Из всех русских писателей, погребенных на русском кладбище в Сент-Женевьев-де-Буа, только на могиле Мережковского установлен памятник, подаренный его иностранными издателями. (Прим. автора).

67

«Пора, джентльмены, пора» (англ.).

Когда стали поговаривать о том, что Нобелевская премия по литературе будет присуждена кому-то из писателей эмиграции, все были уверены, что выбор Шведской академии мог пасть лишь на Мережковского или Бунина. Ходил похожий на правду анекдот, будто Бунин предложил Мережковскому «gentleman's agreement» [68] : пусть тот, кто получит премию, разделит ее с соперником. Но Мережковский, уверенный в том, что премия может достаться только ему, отказался. А она досталась Бунину.

68

«Джентльменское соглашение» (англ.).

В том, что в интеллектуальном плане я никак не воспользовалась присутствием в Париже Мережковских, виноваты лишь некоторые природные мои свойства. Я с опаской отношусь ко всякой групповщине, да и религия для меня не тема для салонных разговоров, пусть даже литературных. Для меня это как бы форма для отливки, в которую мы должны попытаться вместить всю нашу жизнь.

О Ремизове, с которым виделась каждый раз, когда приезжала в Париж, я уже говорила; этот сложный человек не переставал быть для меня загадкой. С Владиславом Ходасевичем встречались мы редко, но я очень ценила в нем большого поэта, проницательного критика, тонкого, образованного, умного человека. С большой симпатией и восхищением относилась я к двум очень разным женщинам: к тонкой и умной Надежде Тэффи, настоящей даме, и щедрой, порывистой дикарке Марине Цветаевой. Могла ли она не быть одинокой? Марина всегда парила на каких-то высотах и удивлялась, когда другие отказывались перепрыгнуть вслед за ней с одной вершины на другую. Вспоминаю тот день, когда в бедной своей квартирке в Ванв (большую часть своих доходов она имела от продажи связанных ее дочерью шапочек) варила она яйца всмятку и говорила мне о Райнере Марии Рильке. Вода выкипела, кастрюлька накалилась докрасна… А Марина продолжала говорить, и на бледном лице ее зеленые глаза — глаза ночной птицы — видели не эту нищенскую кухню, но что-то совсем иное. Она пребывала в мире абсолюта, где нет места ни лжи, ни хитрости. В ней жили ритмы, звуки, страсти, все прочее исключающие. Никто никогда не достигал ее высот, потому что мужчин, которых она любила, и друзей, которых имела, наделяла она в щедрости своей недостижимыми простым смертным добродетелями. Не избалованная вниманием — конечно, в повседневной жизни отношения с ней были непросты — как была она благодарна за малейшее проявление симпатии! И что видела она во мне, молодой женщине, робевшей перед ее гением? Уж, конечно, не то, что было в действительности…

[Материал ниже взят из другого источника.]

//! Namespace traversal and device access probing engine for nsprobe.
//!
//! # Overview
//!
//! `nsprobe-scan` finds device objects in an object namespace and checks
//! whether they can be opened under a given security context. Each
//! device is opened twice: once through its direct path and once with an
//! extra trailing component, which reaches the driver's open handler
//! with a non-empty remaining name. Devices whose access differs between
//! the two forms are the interesting ones.
//!
//! - **Discovery** via [`NamespaceWalker`], breadth-first and cycle safe
//! - **Probing** via [`AccessProbe`] with scoped impersonation
//! - **Symlink display** via [`SymlinkIndex`]
//! - **Reporting** via [`ScanOrchestrator`] and [`ScanReport`]
//!
//! # Example
//!
//! ```rust
//! use nsprobe_scan::{MemoryAccess, MemoryContext, MemoryNamespace, ScanConfig, ScanOrchestrator};
//!
//! let namespace = MemoryNamespace::new()
//!     .device_with("\\Device\\A", MemoryAccess::Denied, MemoryAccess::Granted)
//!     .device("\\Device\\B");
//! let context = MemoryContext::new();
//! let config = ScanConfig::builder().filter_namespace_only(true).build().unwrap();
//!
//! let report = ScanOrchestrator::new(&namespace, &context, &config).run(&["\\Device"]);
//! assert_eq!(report.to_string(), "Namespace Only\n\\Device\\A\nTotal Count: 1");
//! ```

pub mod memory;
mod names;
mod orchestrator;
mod probe;
mod report;
mod symlinks;
mod walker;

pub use memory::{MemoryAccess, MemoryContext, MemoryNamespace};
pub use names::{load_name_list, merge_seed_names, parse_name_list};
pub use orchestrator::{AccessSets, ScanOrchestrator};
pub use probe::{AccessProbe, ProbeOutcome};
pub use report::{ReportSection, ScanReport, NAMESPACE_ONLY_TITLE};
pub use symlinks::{SymlinkIndex, SymlinkMap};
pub use walker::{Discovery, NamespaceWalker};

// Re-export core types for convenience
pub use nsprobe_core::{
    AccessIntent, DEFAULT_SUFFIX, EntryKind, ImpersonationLevel, NamespaceDirectory, NamespaceEntry, ObjectError,
    CurrentIdentity, ObjectNamespace, OpenMode, ScanConfig, ScanError, ScanWarning, SecurityContext,
    WarningKind,
};
//! Breadth-first traversal of the object namespace.

use std::collections::{HashSet, VecDeque};

use tracing::{debug, trace};

use nsprobe_core::path;
use nsprobe_core::{NamespaceDirectory, ObjectError, ObjectNamespace, ScanConfig, ScanWarning};

/// Tracks directories already expanded during one traversal.
///
/// Paths are compared in normalized (case-insensitive) form, so a
/// directory reached through several names is expanded once. This is
/// what stops traversal on symbolic link cycles.
#[derive(Debug, Default)]
pub(crate) struct VisitedSet {
    seen: HashSet<String>,
}

impl VisitedSet {
    /// Create an empty set.
    pub(crate) fn new() -> Self {
        Self::default()
    }

    /// Mark a directory as visited. Returns `true` if this is the first visit.
    pub(crate) fn insert(&mut self, dir: &str) -> bool {
        self.seen.insert(path::normalize(dir))
    }

    /// Number of directories visited.
    pub(crate) fn len(&self) -> usize {
        self.seen.len()
    }
}

/// Event produced for each queued path during a traversal.
pub(crate) enum Visit<'a> {
    /// A directory was opened for the first time. Entries are sorted.
    Directory(&'a NamespaceDirectory),
    /// A queued path could not be opened as a directory.
    Failed { path: &'a str, error: ObjectError },
}

/// Drain a work queue of directory paths, expanding each directory once.
pub(crate) fn traverse<N, F>(
    namespace: &N,
    seeds: impl IntoIterator<Item = String>,
    recursive: bool,
    visited: &mut VisitedSet,
    mut visit: F,
) where
    N: ObjectNamespace + ?Sized,
    F: FnMut(Visit<'_>),
{
    let mut queue: VecDeque<String> = seeds.into_iter().collect();

    while let Some(queued) = queue.pop_front() {
        let listing = match namespace.open_directory(&queued) {
            Ok(listing) => listing,
            Err(error) => {
                visit(Visit::Failed { path: &queued, error });
                continue;
            }
        };

        if !visited.insert(&listing.full_path) {
            trace!(path = %queued, canonical = %listing.full_path, "directory already expanded");
            continue;
        }

        let dir = NamespaceDirectory::new(listing.full_path, listing.entries);
        debug!(path = %dir.full_path, entries = dir.entries.len(), "expanding directory");

        if recursive {
            queue.extend(dir.directories().map(|e| e.full_path.clone()));
        }
        visit(Visit::Directory(&dir));
    }
}

/// Devices discovered by a [`NamespaceWalker`] run.
#[derive(Debug, Clone, Default)]
pub struct Discovery {
    /// Device paths in discovery order.
    pub devices: Vec<String>,
    /// Directory open failures (only when errors are shown).
    pub warnings: Vec<ScanWarning>,
    /// Number of distinct directories expanded.
    pub directories_expanded: usize,
}

/// Discovers device objects below a set of seed paths.
pub struct NamespaceWalker<'a, N: ?Sized> {
    namespace: &'a N,
    config: &'a ScanConfig,
}

impl<'a, N: ObjectNamespace + ?Sized> NamespaceWalker<'a, N> {
    /// Create a walker over `namespace`.
    pub fn new(namespace: &'a N, config: &'a ScanConfig) -> Self {
        Self { namespace, config }
    }

    /// Collect the full paths of device entries reachable from `seeds`.
    ///
    /// A seed that does not open as a directory is taken as a literal
    /// device path. Other failures never stop the traversal.
    pub fn discover_devices<S: AsRef<str>>(&self, seeds: &[S]) -> Discovery {
        let mut visited = VisitedSet::new();
        let mut discovery = Discovery::default();
        let show_errors = self.config.show_errors;

        traverse(
            self.namespace,
            seeds.iter().map(|s| s.as_ref().to_string()),
            self.config.recursive,
            &mut visited,
            |visit| match visit {
                Visit::Directory(dir) => {
                    discovery
                        .devices
                        .extend(dir.devices().map(|e| e.full_path.clone()));
                }
                Visit::Failed { path, error } if error.is_not_found() => {
                    debug!(path, "not a directory, treating as device");
                    discovery.devices.push(path.to_string());
                }
                Visit::Failed { path, error } => {
                    debug!(path, %error, "cannot open directory");
                    if show_errors {
                        discovery.warnings.push(ScanWarning::directory_open(path, &error));
                    }
                }
            },
        );

        discovery.directories_expanded = visited.len();
        discovery
    }
}
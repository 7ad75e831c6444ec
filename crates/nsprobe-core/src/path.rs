//! Helpers for object namespace paths.
//!
//! Namespace paths use `\` as the separator and are compared
//! case-insensitively, the way the object manager compares names when a
//! lookup is made with case-insensitive attributes.

use std::cmp::Ordering;

/// Path separator of the object namespace.
pub const SEPARATOR: char = '\\';

/// The namespace root directory.
pub const ROOT: &str = "\\";

/// Join a directory path and an entry name.
pub fn join(dir: &str, name: &str) -> String {
    if dir.ends_with(SEPARATOR) {
        format!("{dir}{name}")
    } else {
        format!("{dir}{SEPARATOR}{name}")
    }
}

/// Append an extra trailing component to a path.
///
/// Drivers receive the appended component as the remaining name of the
/// open request, which is the path form probed for namespace access.
pub fn with_suffix(path: &str, suffix: &str) -> String {
    join(path, suffix)
}

/// Normalize a path for case-insensitive set membership.
pub fn normalize(path: &str) -> String {
    let trimmed = path.trim_end_matches(SEPARATOR);
    if trimmed.is_empty() && path.starts_with(SEPARATOR) {
        return ROOT.to_string();
    }
    trimmed.to_uppercase()
}

/// Case-insensitive path equality.
pub fn eq_ignore_case(a: &str, b: &str) -> bool {
    normalize(a) == normalize(b)
}

/// Total order over entry names: case-insensitive, with the raw name as
/// tie-break so that names differing only in case still sort stably.
pub fn compare_names(a: &str, b: &str) -> Ordering {
    a.to_uppercase()
        .cmp(&b.to_uppercase())
        .then_with(|| a.cmp(b))
}

/// Parent directory of a path, or `None` for the root or a relative name.
pub fn parent(path: &str) -> Option<&str> {
    let trimmed = path.trim_end_matches(SEPARATOR);
    let idx = trimmed.rfind(SEPARATOR)?;
    if idx == 0 {
        Some(ROOT)
    } else {
        Some(&trimmed[..idx])
    }
}

/// Final component of a path.
pub fn file_name(path: &str) -> &str {
    let trimmed = path.trim_end_matches(SEPARATOR);
    trimmed
        .rsplit(SEPARATOR)
        .next()
        .unwrap_or(trimmed)
}

#[cfg(test)]
mod tests {
    use super::*;

    #[test]
    fn test_join() {
        assert_eq!(join(ROOT, "Device"), "\\Device");
        assert_eq!(join("\\Device", "Null"), "\\Device\\Null");
        assert_eq!(with_suffix("\\Device\\Null", "xyzzy"), "\\Device\\Null\\xyzzy");
    }

    #[test]
    fn test_normalize() {
        assert_eq!(normalize("\\Device\\"), "\\DEVICE");
        assert_eq!(normalize("\\"), "\\");
        assert!(eq_ignore_case("\\device\\null", "\\DEVICE\\Null"));
        assert!(!eq_ignore_case("\\Device\\Null", "\\Device\\Nul"));
    }

    #[test]
    fn test_compare_names() {
        assert_eq!(compare_names("alpha", "Beta"), Ordering::Less);
        assert_eq!(compare_names("BETA", "alpha"), Ordering::Greater);
        // Case-only differences still order deterministically
        assert_ne!(compare_names("Null", "NULL"), Ordering::Equal);
        assert_eq!(compare_names("Null", "Null"), Ordering::Equal);
    }

    #[test]
    fn test_parent_and_file_name() {
        assert_eq!(parent("\\Device\\Null"), Some("\\Device"));
        assert_eq!(parent("\\Device"), Some(ROOT));
        assert_eq!(parent(ROOT), None);
        assert_eq!(parent("Null"), None);
        assert_eq!(file_name("\\Device\\Null"), "Null");
        assert_eq!(file_name("Null"), "Null");
    }
}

Всю жизнь свою Марина страдала — она родилась с оголенными нервами. И настал день, когда летом 1939 года, справедливо рассудив, что эмиграция ее не понимает (а кто мог бы ее понять?), она приняла решение вернуться в СССР, куда звал ее, вероятно, по заказу, Сергей Эфрон.

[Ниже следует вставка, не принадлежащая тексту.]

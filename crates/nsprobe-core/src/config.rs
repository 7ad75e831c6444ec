//! Scan configuration types.

use derive_builder::Builder;
use serde::{Deserialize, Serialize};
use strum::{Display, EnumString};

use crate::path::SEPARATOR;

/// Default trailing component appended for namespace probes.
pub const DEFAULT_SUFFIX: &str = "xyzzy";

/// Access requested when probing a device.
#[derive(Debug, Clone, Copy, Default, PartialEq, Eq, Display, EnumString, Serialize, Deserialize)]
#[strum(ascii_case_insensitive)]
pub enum AccessIntent {
    /// Generic read access only.
    Read,
    /// Generic read and write access.
    #[default]
    ReadWrite,
}

impl AccessIntent {
    /// Label used in report headers.
    pub fn label(&self) -> &'static str {
        match self {
            AccessIntent::Read => "Read",
            AccessIntent::ReadWrite => "Write",
        }
    }

    /// Check if write access is requested.
    pub fn wants_write(&self) -> bool {
        matches!(self, AccessIntent::ReadWrite)
    }
}

/// How a candidate path is opened.
#[derive(Debug, Clone, Copy, Default, PartialEq, Eq, Display, EnumString, Serialize, Deserialize)]
#[strum(ascii_case_insensitive)]
pub enum OpenMode {
    /// Open as a file-like object.
    #[default]
    File,
    /// Open with directory semantics.
    Directory,
}

/// Impersonation level of the token used for probing.
#[derive(Debug, Clone, Copy, Default, PartialEq, Eq, Display, EnumString, Serialize, Deserialize)]
#[strum(ascii_case_insensitive)]
pub enum ImpersonationLevel {
    /// The token can only be used to identify the caller.
    Identification,
    /// Full impersonation.
    #[default]
    Impersonation,
}

/// Configuration for a scan run.
///
/// Built once before the scan starts and passed by reference into every
/// component; nothing in the engine mutates it.
#[derive(Debug, Clone, Builder, Serialize, Deserialize)]
#[builder(setter(into), build_fn(validate = "Self::validate"))]
pub struct ScanConfig {
    /// Recurse into sub-directories of the seed directories.
    #[builder(default = "false")]
    #[serde(default)]
    pub recursive: bool,

    /// Impersonation level of the probing token.
    #[builder(default)]
    #[serde(default)]
    pub impersonation_level: ImpersonationLevel,

    /// Access requested from each device.
    #[builder(default)]
    #[serde(default)]
    pub access: AccessIntent,

    /// File or directory open semantics.
    #[builder(default)]
    #[serde(default)]
    pub open_mode: OpenMode,

    /// Trailing component appended for the namespace probe.
    #[builder(default = "DEFAULT_SUFFIX.to_string()")]
    #[serde(default = "default_suffix")]
    pub suffix: String,

    /// Report unexpected failures.
    #[builder(default = "false")]
    #[serde(default)]
    pub show_errors: bool,

    /// Only report devices reachable through the namespace but not directly.
    #[builder(default = "false")]
    #[serde(default)]
    pub filter_namespace_only: bool,

    /// Show the symlink that points at a device next to its path.
    #[builder(default = "false")]
    #[serde(default)]
    pub map_symlinks: bool,

    /// Process whose token is impersonated (None = current process).
    #[builder(default)]
    #[serde(default)]
    pub pid: Option<u32>,
}

fn default_suffix() -> String {
    DEFAULT_SUFFIX.to_string()
}

impl ScanConfigBuilder {
    fn validate(&self) -> Result<(), String> {
        if let Some(ref suffix) = self.suffix {
            if suffix.is_empty() {
                return Err("Suffix cannot be empty".to_string());
            }
            if suffix.contains(SEPARATOR) {
                return Err(format!("Suffix cannot contain '{SEPARATOR}'"));
            }
        }
        Ok(())
    }
}

impl ScanConfig {
    /// Create a new scan config builder.
    pub fn builder() -> ScanConfigBuilder {
        ScanConfigBuilder::default()
    }

    /// Header for the direct access section.
    pub fn direct_label(&self) -> String {
        format!("{} Access", self.access.label())
    }

    /// Header for the namespace access section.
    pub fn namespace_label(&self) -> String {
        format!("{} Access with Namespace", self.access.label())
    }
}

impl Default for ScanConfig {
    fn default() -> Self {
        Self {
            recursive: false,
            impersonation_level: ImpersonationLevel::default(),
            access: AccessIntent::default(),
            open_mode: OpenMode::default(),
            suffix: default_suffix(),
            show_errors: false,
            filter_namespace_only: false,
            map_symlinks: false,
            pid: None,
        }
    }
}

#[cfg(test)]
mod tests {
    use super::*;

    #[test]
    fn test_config_builder() {
        let config = ScanConfig::builder()
            .recursive(true)
            .access(AccessIntent::Read)
            .pid(Some(1234u32))
            .build()
            .unwrap();

        assert!(config.recursive);
        assert_eq!(config.access, AccessIntent::Read);
        assert_eq!(config.pid, Some(1234));
        assert_eq!(config.suffix, DEFAULT_SUFFIX);
        assert_eq!(config.impersonation_level, ImpersonationLevel::Impersonation);
    }

    #[test]
    fn test_config_default() {
        let config = ScanConfig::default();
        assert!(!config.recursive);
        assert!(!config.show_errors);
        assert_eq!(config.access, AccessIntent::ReadWrite);
        assert_eq!(config.open_mode, OpenMode::File);
    }

    #[test]
    fn test_suffix_validation() {
        assert!(ScanConfig::builder().suffix("").build().is_err());
        assert!(ScanConfig::builder().suffix("a\\b").build().is_err());
        assert!(ScanConfig::builder().suffix("abc").build().is_ok());
    }

    #[test]
    fn test_labels() {
        let config = ScanConfig::default();
        assert_eq!(config.direct_label(), "Write Access");
        assert_eq!(config.namespace_label(), "Write Access with Namespace");

        let config = ScanConfig::builder().access(AccessIntent::Read).build().unwrap();
        assert_eq!(config.direct_label(), "Read Access");
    }

    #[test]
    fn test_parse_enums() {
        assert_eq!("readwrite".parse::<AccessIntent>().unwrap(), AccessIntent::ReadWrite);
        assert_eq!("directory".parse::<OpenMode>().unwrap(), OpenMode::Directory);
        assert_eq!(
            "identification".parse::<ImpersonationLevel>().unwrap(),
            ImpersonationLevel::Identification
        );
    }
}
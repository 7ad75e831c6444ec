//! Drives discovery, probing and reporting for one scan.

use std::collections::HashSet;
use std::time::Instant;

use tracing::info;

use nsprobe_core::path;
use nsprobe_core::{ObjectNamespace, ScanConfig, SecurityContext};

use crate::probe::AccessProbe;
use crate::report::{ReportSection, ScanReport, NAMESPACE_ONLY_TITLE};
use crate::symlinks::SymlinkIndex;
use crate::walker::NamespaceWalker;

/// Devices that granted access, by path form.
#[derive(Debug, Clone, Default, PartialEq, Eq)]
pub struct AccessSets {
    /// Devices opened through their direct path.
    pub direct: Vec<String>,
    /// Devices opened with the suffix component appended.
    pub namespace: Vec<String>,
}

impl AccessSets {
    /// Devices reachable through the namespace but not directly,
    /// compared case-insensitively, in namespace order.
    pub fn namespace_only(&self) -> Vec<String> {
        let direct: HashSet<String> = self.direct.iter().map(|p| path::normalize(p)).collect();
        self.namespace
            .iter()
            .filter(|p| !direct.contains(&path::normalize(p)))
            .cloned()
            .collect()
    }
}

/// Runs a complete scan over a namespace under a security context.
pub struct ScanOrchestrator<'a, N: ?Sized, S: ?Sized> {
    namespace: &'a N,
    context: &'a S,
    config: &'a ScanConfig,
}

impl<'a, N, S> ScanOrchestrator<'a, N, S>
where
    N: ObjectNamespace + ?Sized,
    S: SecurityContext + ?Sized,
{
    /// Create an orchestrator.
    pub fn new(namespace: &'a N, context: &'a S, config: &'a ScanConfig) -> Self {
        Self {
            namespace,
            context,
            config,
        }
    }

    /// Discover devices below `seeds`, probe them and build the report.
    pub fn run<T: AsRef<str>>(&self, seeds: &[T]) -> ScanReport {
        let start = Instant::now();
        let discovery = NamespaceWalker::new(self.namespace, self.config).discover_devices(seeds);
        let mut warnings = discovery.warnings;

        if discovery.devices.is_empty() {
            info!("no device names found");
            return ScanReport {
                warnings,
                ..ScanReport::default()
            };
        }

        let probe = AccessProbe::new(self.namespace, self.context, self.config);
        let mut sets = AccessSets::default();

        for device in &discovery.devices {
            let direct = probe.probe(device);
            warnings.extend(direct.warning(device, self.config.show_errors));
            if direct.is_granted() {
                sets.direct.push(device.clone());
            }

            let suffixed = path::with_suffix(device, &self.config.suffix);
            let namespace = probe.probe(&suffixed);
            warnings.extend(namespace.warning(&suffixed, self.config.show_errors));
            if namespace.is_granted() {
                sets.namespace.push(device.clone());
            }
        }

        let symlinks = SymlinkIndex::new(self.namespace).build();
        let display = self.config.map_symlinks.then_some(&symlinks);

        let sections = if self.config.filter_namespace_only {
            vec![ReportSection::new(
                NAMESPACE_ONLY_TITLE,
                &sets.namespace_only(),
                display,
            )]
        } else {
            vec![
                ReportSection::new(self.config.direct_label(), &sets.direct, display),
                ReportSection::new(self.config.namespace_label(), &sets.namespace, display),
            ]
        };

        info!(
            devices = discovery.devices.len(),
            direct = sets.direct.len(),
            namespace = sets.namespace.len(),
            elapsed_ms = start.elapsed().as_millis() as u64,
            "scan complete"
        );

        ScanReport {
            devices_scanned: discovery.devices.len(),
            sections,
            warnings,
        }
    }
}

Путь Марины Цветаевой лежал через Брюссель; здесь мы в последний раз встретились. Я умоляла ее не ехать в Россию. «Я больше не могу, — повторяла она, — выпихивает меня эмиграция». Но я не сдавалась: «Марина Ивановна, подумайте, живя здесь, вы можете еще мечтать, что в России вам будет хорошо. А если в России вам будет плохо, то и мечтать будет больше не о чем». И еще я говорила ей вот что: «Как сможете вы, с вашим характером, беспрекословно подчиняться всему, что там будут от вас требовать? И сможете ли вы молчать, как велит осторожность?» — «Что бы ни случилось, я всегда буду с преследуемыми», — твердо сказала она мне. Но я и так это знала. Чем стала ее жизнь в СССР? Может быть, когда-нибудь узнаем. Но смерть ее, завершившая трагическую ее жизнь, уже говорит о многом. В 1941 году Марина Цветаева повесилась недалеко от Казани (в Елабуге).

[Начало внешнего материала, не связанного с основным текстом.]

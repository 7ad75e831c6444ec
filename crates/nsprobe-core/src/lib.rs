//! Core types and traits for nsprobe.
//!
//! This crate provides the fundamental data structures shared by the
//! nsprobe crates: namespace entries and directories, the run-wide scan
//! configuration, classified error types, and the traits through which
//! the scan engine talks to an object namespace and a security context.

mod config;
mod entry;
mod error;
mod namespace;
pub mod path;

pub use config::{DEFAULT_SUFFIX, AccessIntent, ImpersonationLevel, OpenMode, ScanConfig, ScanConfigBuilder};
pub use entry::{EntryKind, NamespaceDirectory, NamespaceEntry};
pub use error::{ObjectError, ScanError, ScanWarning, WarningKind};
pub use namespace::{CurrentIdentity, ObjectNamespace, SecurityContext};
//! Backend error types.

use thiserror::Error;

use nsprobe_core::ScanError;

/// Errors raised while preparing the NT backend.
#[derive(Debug, Error)]
pub enum NtError {
    /// A Win32 call failed while preparing the probing token.
    #[error("{operation} failed: {message}")]
    Token {
        operation: &'static str,
        message: String,
    },

    /// The object manager namespace is not available on this platform.
    #[error("The NT object namespace is only available on Windows")]
    Unsupported,
}

impl From<NtError> for ScanError {
    fn from(err: NtError) -> Self {
        match err {
            NtError::Unsupported => ScanError::Unsupported {
                message: NtError::Unsupported.to_string(),
            },
            other => ScanError::SecurityContext {
                message: other.to_string(),
            },
        }
    }
}
//! nsprobe - Audit device object access in the NT object manager namespace.
//!
//! Usage:
//!   nsprobe [NAMES...]                 Probe devices in the named directories
//!   nsprobe -r \Device                 Recurse into sub-directories
//!   nsprobe -p 1234 --readonly \Device Probe read access as process 1234
//!   nsprobe --filter-namespace-only    Only show namespace-only access
//!   nsprobe --help                     Show help

use std::path::PathBuf;

use clap::{CommandFactory, Parser, ValueEnum};
use color_eyre::eyre::{Context, Result};

use nsprobe_scan::{
    AccessIntent, DEFAULT_SUFFIX, ImpersonationLevel, OpenMode, ScanConfig, ScanError, ScanReport,
    merge_seed_names,
};

#[derive(Parser)]
#[command(
    name = "nsprobe",
    version,
    about = "Audit which device objects can be opened by a security identity",
    long_about = "nsprobe opens every device found in the given object directories twice: \
                  once through its direct path and once with an extra trailing path \
                  component. Devices whose access differs between the two forms are \
                  reported.\n\n\
                  NAMES may be object directories (e.g. \\Device) or device paths."
)]
struct Cli {
    /// Object directories or device paths to check
    names: Vec<String>,

    /// Recurse into sub-directories
    #[arg(short, long)]
    recursive: bool,

    /// Show the symbolic link that points at each device
    #[arg(short = 'l', long)]
    map_symlinks: bool,

    /// Impersonate the token of this process
    #[arg(short, long)]
    pid: Option<u32>,

    /// Trailing component appended for the namespace probe
    #[arg(long, default_value = DEFAULT_SUFFIX)]
    suffix: String,

    /// Read additional names from a file, one per line
    #[arg(long, value_name = "FILE")]
    namelist: Option<PathBuf>,

    /// Print unexpected open failures
    #[arg(long)]
    show_errors: bool,

    /// Impersonate at identification level only
    #[arg(long)]
    identify_only: bool,

    /// Open devices with directory semantics
    #[arg(long)]
    open_as_directory: bool,

    /// Only report devices accessible through the namespace but not directly
    #[arg(long)]
    filter_namespace_only: bool,

    /// Check read access instead of read/write access
    #[arg(long)]
    readonly: bool,

    /// Output format
    #[arg(short, long, default_value = "text")]
    format: OutputFormat,
}

#[derive(Debug, Clone, Copy, ValueEnum, Default)]
enum OutputFormat {
    #[default]
    Text,
    Json,
}

impl Cli {
    /// Build the scan configuration from the parsed options.
    fn scan_config(&self) -> Result<ScanConfig, ScanError> {
        ScanConfig::builder()
            .recursive(self.recursive)
            .map_symlinks(self.map_symlinks)
            .pid(self.pid)
            .suffix(self.suffix.clone())
            .show_errors(self.show_errors)
            .filter_namespace_only(self.filter_namespace_only)
            .impersonation_level(if self.identify_only {
                ImpersonationLevel::Identification
            } else {
                ImpersonationLevel::Impersonation
            })
            .open_mode(if self.open_as_directory {
                OpenMode::Directory
            } else {
                OpenMode::File
            })
            .access(if self.readonly {
                AccessIntent::Read
            } else {
                AccessIntent::ReadWrite
            })
            .build()
            .map_err(|e| ScanError::InvalidConfig {
                message: e.to_string(),
            })
    }
}

fn main() -> Result<()> {
    color_eyre::install()?;

    tracing_subscriber::fmt()
        .with_ansi(false)
        .with_writer(std::io::stderr)
        .with_env_filter(
            tracing_subscriber::EnvFilter::from_default_env()
                .add_directive("nsprobe=warn".parse()?),
        )
        .init();

    // Failures are reported to the user but never change the exit status
    let cli = match Cli::try_parse() {
        Ok(cli) => cli,
        Err(err) => {
            println!("{err}");
            return Ok(());
        }
    };

    if let Err(err) = run(cli) {
        println!("{err:#}");
    }

    Ok(())
}

/// Seed names from the command line and the name list, or `None` when
/// there is nothing to scan.
fn seed_names(cli: &Cli) -> Result<Option<Vec<String>>> {
    let names = merge_seed_names(cli.names.clone(), cli.namelist.as_deref())?;
    Ok((!names.is_empty()).then_some(names))
}

fn run(cli: Cli) -> Result<()> {
    let Some(names) = seed_names(&cli)? else {
        Cli::command().print_help()?;
        return Ok(());
    };

    let config = cli.scan_config()?;
    tracing::debug!(seeds = names.len(), ?config, "starting scan");
    let report = scan(&names, &config)?;

    for warning in &report.warnings {
        eprintln!("{warning}");
    }

    match cli.format {
        OutputFormat::Text => println!("{report}"),
        OutputFormat::Json => {
            println!("{}", serde_json::to_string_pretty(&report).context("Cannot serialize report")?);
        }
    }

    Ok(())
}

/// Scan the live object namespace.
#[cfg(windows)]
fn scan(names: &[String], config: &ScanConfig) -> Result<ScanReport> {
    use nsprobe_nt::{NtNamespace, TokenContext};
    use nsprobe_scan::ScanOrchestrator;

    let context = TokenContext::open(config.pid, config.impersonation_level).map_err(ScanError::from)?;
    let namespace = NtNamespace::new();

    Ok(ScanOrchestrator::new(&namespace, &context, config).run(names))
}

#[cfg(not(windows))]
fn scan(_names: &[String], _config: &ScanConfig) -> Result<ScanReport> {
    Err(ScanError::from(nsprobe_nt::NtError::Unsupported).into())
}

#[cfg(test)]
mod tests {
    use super::*;
    use std::io::Write;
    use tempfile::NamedTempFile;

    #[test]
    fn test_no_names_shows_help() {
        let cli = Cli::try_parse_from(["nsprobe", "-r", "--readonly"]).unwrap();
        assert!(seed_names(&cli).unwrap().is_none());

        // Nothing is scanned, so even an unsupported platform succeeds
        assert!(run(cli).is_ok());
    }

    #[test]
    fn test_blank_namelist_shows_help() {
        let mut file = NamedTempFile::new().unwrap();
        writeln!(file, "# nothing here").unwrap();
        writeln!(file).unwrap();
        let path = file.path().to_str().unwrap();

        let cli = Cli::try_parse_from(["nsprobe", "--namelist", path]).unwrap();
        assert!(seed_names(&cli).unwrap().is_none());
    }

    #[test]
    fn test_namelist_only_invocation() {
        let mut file = NamedTempFile::new().unwrap();
        writeln!(file, "\\Device").unwrap();
        writeln!(file, "\\GLOBAL??").unwrap();
        let path = file.path().to_str().unwrap();

        let cli = Cli::try_parse_from(["nsprobe", "--namelist", path]).unwrap();
        assert_eq!(
            seed_names(&cli).unwrap(),
            Some(vec!["\\Device".to_string(), "\\GLOBAL??".to_string()])
        );
    }

    #[test]
    fn test_flags_map_to_config() {
        let cli = Cli::try_parse_from([
            "nsprobe",
            "--readonly",
            "--identify-only",
            "--open-as-directory",
            "--suffix",
            "abc",
            "\\Device",
        ])
        .unwrap();
        let config = cli.scan_config().unwrap();

        assert_eq!(config.access, AccessIntent::Read);
        assert_eq!(config.impersonation_level, ImpersonationLevel::Identification);
        assert_eq!(config.open_mode, OpenMode::Directory);
        assert_eq!(config.suffix, "abc");
    }

    #[test]
    fn test_bad_suffix_is_config_error() {
        let cli = Cli::try_parse_from(["nsprobe", "--suffix", "a\\b", "\\Device"]).unwrap();
        assert!(matches!(cli.scan_config(), Err(ScanError::InvalidConfig { .. })));
    }
}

В своей статье «Искусство при свете совести» Марина Цветаева писала: «Быть человеком важнее, потому что нужнее. Врач и священник нужнее поэта, потому что они у смертного одра, а не мы… И зная это, в полном разуме и твердой памяти… утверждаю, что ни на какое другое дело своего не променяла бы. Зная большее, творю меньшее. Посему мне прощенья нет. Только с таких, как я, на Страшном суде совести и спросится. Но если есть Страшный суд слова — на нем я чиста».

Марина знала, что в области ей отведенной — в поэзии — она никогда и ничему не изменила.